--- Data for this task ---
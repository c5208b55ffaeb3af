//! Common catalog fixtures for coverage tests.
//!
//! The default fixture describes one series, "SST", stored as 8-bit PNG
//! images under `sst/`. Sample 0 is "no data"; samples 1 to 255 map to
//! `-2 + 0.1 * sample` degrees Celsius.

use chrono::{DateTime, Duration, TimeZone, Utc};

use catalog_store::{
    BandRecord, CategoryRecord, CoverageRecord, CrsRecord, DescriptorRecord, FormatRecord,
    LinearModelRecord, MemoryCatalogStore, SeriesRecord,
};
use coverage_common::BoundingBox;

pub const SST_SERIES: &str = "SST";
pub const SST_PATH: &str = "sst";
pub const PNG_FORMAT: &str = "PNG";
pub const WGS84: &str = "WGS84";
pub const MERCATOR: &str = "Mercator";

/// Offset and scale of the SST band.
pub const SST_OFFSET: f64 = -2.0;
pub const SST_SCALE: f64 = 0.1;

/// Common bounding boxes.
pub mod bbox {
    use coverage_common::BoundingBox;

    /// The 10° square most fixtures cover.
    pub const SQUARE: BoundingBox = BoundingBox {
        min_x: 0.0,
        min_y: 0.0,
        max_x: 10.0,
        max_y: 10.0,
    };

    /// A box disjoint from `SQUARE`.
    pub const DISJOINT: BoundingBox = BoundingBox {
        min_x: 20.0,
        min_y: 20.0,
        max_x: 30.0,
        max_y: 30.0,
    };

    /// Continental United States bounding box
    pub const CONUS: BoundingBox = BoundingBox {
        min_x: -130.0,
        min_y: 20.0,
        max_x: -60.0,
        max_y: 55.0,
    };
}

/// Midnight UTC of a day in January 2000.
pub fn day(n: u32) -> DateTime<Utc> {
    Utc.with_ymd_and_hms(2000, 1, 1, 0, 0, 0).unwrap() + Duration::days(n as i64 - 1)
}

pub fn sst_series() -> SeriesRecord {
    SeriesRecord {
        name: SST_SERIES.to_string(),
        path: SST_PATH.to_string(),
        format: PNG_FORMAT.to_string(),
    }
}

pub fn png_format() -> FormatRecord {
    FormatRecord {
        name: PNG_FORMAT.to_string(),
        mime_type: "image/png".to_string(),
        extension: "png".to_string(),
        geophysics: false,
    }
}

pub fn band(id: i64, format: &str, number: i32, name: &str) -> BandRecord {
    BandRecord {
        id,
        format: format.to_string(),
        band: number,
        name: name.to_string(),
        units: Some("°C".to_string()),
    }
}

pub fn nodata_category(band_id: i64) -> CategoryRecord {
    CategoryRecord {
        band_id,
        name: "no data".to_string(),
        lower: 0,
        upper: 0,
        c0: None,
        c1: None,
        log: false,
        colors: Some("#000000".to_string()),
    }
}

pub fn linear_category(band_id: i64, lower: i32, upper: i32, offset: f64, scale: f64) -> CategoryRecord {
    CategoryRecord {
        band_id,
        name: "values".to_string(),
        lower,
        upper,
        c0: Some(offset),
        c1: Some(scale),
        log: false,
        colors: Some("#0000FF..#FF0000".to_string()),
    }
}

pub fn crs(name: &str, definition: &str) -> CrsRecord {
    CrsRecord {
        name: name.to_string(),
        definition: definition.to_string(),
    }
}

/// An SST coverage record valid for one day.
pub fn coverage(filename: &str, day_number: u32, bbox: BoundingBox, width: i32, height: i32) -> CoverageRecord {
    CoverageRecord {
        series: SST_SERIES.to_string(),
        subseries: "daily".to_string(),
        filename: filename.to_string(),
        index: 0,
        start_time: day(day_number),
        end_time: day(day_number + 1),
        bbox,
        width,
        height,
        crs: WGS84.to_string(),
        format: PNG_FORMAT.to_string(),
    }
}

pub fn descriptor(id: i64, name: &str, distribution: &str) -> DescriptorRecord {
    DescriptorRecord {
        id,
        name: name.to_string(),
        phenomenon: name.to_string(),
        procedure: "mean".to_string(),
        band: 1,
        dt: 0.0,
        dx: 0.0,
        dy: 0.0,
        dz: 0.0,
        distribution: distribution.to_string(),
    }
}

pub fn linear_term(target: &str, coefficient: f64, descriptors: &[&str]) -> LinearModelRecord {
    LinearModelRecord {
        target: target.to_string(),
        coefficient,
        descriptors: descriptors.iter().map(|d| d.to_string()).collect(),
    }
}

/// The SST series, its PNG format with one band, and the CRS definitions.
/// No coverages.
pub fn sst_catalog() -> MemoryCatalogStore {
    MemoryCatalogStore::new()
        .with_series(sst_series())
        .with_format(png_format())
        .with_band(band(1, PNG_FORMAT, 1, "sst"))
        .with_category(nodata_category(1))
        .with_category(linear_category(1, 1, 255, SST_OFFSET, SST_SCALE))
        .with_crs(crs(WGS84, "EPSG:4326"))
        .with_crs(crs(MERCATOR, "EPSG:3857"))
}

/// Geophysical value of an SST sample.
pub fn sst_value(sample: u8) -> Option<f64> {
    (sample > 0).then(|| SST_OFFSET + SST_SCALE * sample as f64)
}

#[cfg(test)]
mod tests {
    use super::*;
    use catalog_store::CatalogStore;

    #[test]
    fn test_days_are_consecutive() {
        assert_eq!(day(2) - day(1), Duration::days(1));
        assert_eq!(day(1), Utc.with_ymd_and_hms(2000, 1, 1, 0, 0, 0).unwrap());
    }

    #[test]
    fn test_sst_value() {
        assert_eq!(sst_value(0), None);
        assert_eq!(sst_value(20), Some(0.0));
    }

    #[tokio::test]
    async fn test_sst_catalog_has_one_band() {
        let store = sst_catalog();
        let bands = store.bands(PNG_FORMAT).await.unwrap();
        assert_eq!(bands.len(), 1);
        assert_eq!(store.categories(1).await.unwrap().len(), 2);
        assert_eq!(store.series(SST_SERIES).await.unwrap().path, SST_PATH);
    }
}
---
• [Requirement] From the first line to the last, copy the records without alteration.

• [Solution to this problem]
repository c5208b55ffaeb3af
//! Common catalog fixtures for coverage tests.
//!
//! The default fixture describes one series, "SST", stored as 8-bit PNG
//! images under `sst/`. Sample 0 is "no data"; samples 1 to 255 map to
//! `-2 + 0.1 * sample` degrees Celsius.

use chrono::{DateTime, Duration, TimeZone, Utc};

use catalog_store::{
    BandRecord, CategoryRecord, CoverageRecord, CrsRecord, DescriptorRecord, FormatRecord,
    LinearModelRecord, MemoryCatalogStore, SeriesRecord,
};
use coverage_common::BoundingBox;

pub const SST_SERIES: &str = "SST";
pub const SST_PATH: &str = "sst";
pub const PNG_FORMAT: &str = "PNG";
pub const WGS84: &str = "WGS84";
pub const MERCATOR: &str = "Mercator";

/// Offset and scale of the SST band.
pub const SST_OFFSET: f64 = -2.0;
pub const SST_SCALE: f64 = 0.1;

/// Common bounding boxes.
pub mod bbox {
    use coverage_common::BoundingBox;

    /// The 10° square most fixtures cover.
    pub const SQUARE: BoundingBox = BoundingBox {
        min_x: 0.0,
        min_y: 0.0,
        max_x: 10.0,
        max_y: 10.0,
    };

    /// A box disjoint from `SQUARE`.
    pub const DISJOINT: BoundingBox = BoundingBox {
        min_x: 20.0,
        min_y: 20.0,
        max_x: 30.0,
        max_y: 30.0,
    };

    /// Continental United States bounding box
    pub const CONUS: BoundingBox = BoundingBox {
        min_x: -130.0,
        min_y: 20.0,
        max_x: -60.0,
        max_y: 55.0,
    };
}

/// Midnight UTC of a day in January 2000.
pub fn day(n: u32) -> DateTime<Utc> {
    Utc.with_ymd_and_hms(2000, 1, 1, 0, 0, 0).unwrap() + Duration::days(n as i64 - 1)
}

pub fn sst_series() -> SeriesRecord {
    SeriesRecord {
        name: SST_SERIES.to_string(),
        path: SST_PATH.to_string(),
        format: PNG_FORMAT.to_string(),
    }
}

pub fn png_format() -> FormatRecord {
    FormatRecord {
        name: PNG_FORMAT.to_string(),
        mime_type: "image/png".to_string(),
        extension: "png".to_string(),
        geophysics: false,
    }
}

pub fn band(id: i64, format: &str, number: i32, name: &str) -> BandRecord {
    BandRecord {
        id,
        format: format.to_string(),
        band: number,
        name: name.to_string(),
        units: Some("°C".to_string()),
    }
}

pub fn nodata_category(band_id: i64) -> CategoryRecord {
    CategoryRecord {
        band_id,
        name: "no data".to_string(),
        lower: 0,
        upper: 0,
        c0: None,
        c1: None,
        log: false,
        colors: Some("#000000".to_string()),
    }
}

pub fn linear_category(band_id: i64, lower: i32, upper: i32, offset: f64, scale: f64) -> CategoryRecord {
    CategoryRecord {
        band_id,
        name: "values".to_string(),
        lower,
        upper,
        c0: Some(offset),
        c1: Some(scale),
        log: false,
        colors: Some("#0000FF..#FF0000".to_string()),
    }
}

pub fn crs(name: &str, definition: &str) -> CrsRecord {
    CrsRecord {
        name: name.to_string(),
        definition: definition.to_string(),
    }
}

/// An SST coverage record valid for one day.
pub fn coverage(filename: &str, day_number: u32, bbox: BoundingBox, width: i32, height: i32) -> CoverageRecord {
    CoverageRecord {
        series: SST_SERIES.to_string(),
        subseries: "daily".to_string(),
        filename: filename.to_string(),
        index: 0,
        start_time: day(day_number),
        end_time: day(day_number + 1),
        bbox,
        width,
        height,
        crs: WGS84.to_string(),
        format: PNG_FORMAT.to_string(),
    }
}

pub fn descriptor(id: i64, name: &str, distribution: &str) -> DescriptorRecord {
    DescriptorRecord {
        id,
        name: name.to_string(),
        phenomenon: name.to_string(),
        procedure: "mean".to_string(),
        band: 1,
        dt: 0.0,
        dx: 0.0,
        dy: 0.0,
        dz: 0.0,
        distribution: distribution.to_string(),
    }
}

pub fn linear_term(target: &str, coefficient: f64, descriptors: &[&str]) -> LinearModelRecord {
    LinearModelRecord {
        target: target.to_string(),
        coefficient,
        descriptors: descriptors.iter().map(|d| d.to_string()).collect(),
    }
}

/// The SST series, its PNG format with one band, and the CRS definitions.
/// No coverages.
pub fn sst_catalog() -> MemoryCatalogStore {
    MemoryCatalogStore::new()
        .with_series(sst_series())
        .with_format(png_format())
        .with_band(band(1, PNG_FORMAT, 1, "sst"))
        .with_category(nodata_category(1))
        .with_category(linear_category(1, 1, 255, SST_OFFSET, SST_SCALE))
        .with_crs(crs(WGS84, "EPSG:4326"))
        .with_crs(crs(MERCATOR, "EPSG:3857"))
}

/// Geophysical value of an SST sample.
pub fn sst_value(sample: u8) -> Option<f64> {
    (sample > 0).then(|| SST_OFFSET + SST_SCALE * sample as f64)
}

#[cfg(test)]
mod tests {
    use super::*;
    use catalog_store::CatalogStore;

    #[test]
    fn test_days_are_consecutive() {
        assert_eq!(day(2) - day(1), Duration::days(1));
        assert_eq!(day(1), Utc.with_ymd_and_hms(2000, 1, 1, 0, 0, 0).unwrap());
    }

    #[test]
    fn test_sst_value() {
        assert_eq!(sst_value(0), None);
        assert_eq!(sst_value(20), Some(0.0));
    }

    #[tokio::test]
    async fn test_sst_catalog_has_one_band() {
        let store = sst_catalog();
        let bands = store.bands(PNG_FORMAT).await.unwrap();
        assert_eq!(bands.len(), 1);
        assert_eq!(store.categories(1).await.unwrap().len(), 2);
        assert_eq!(store.series(SST_SERIES).await.unwrap().path, SST_PATH);
    }
}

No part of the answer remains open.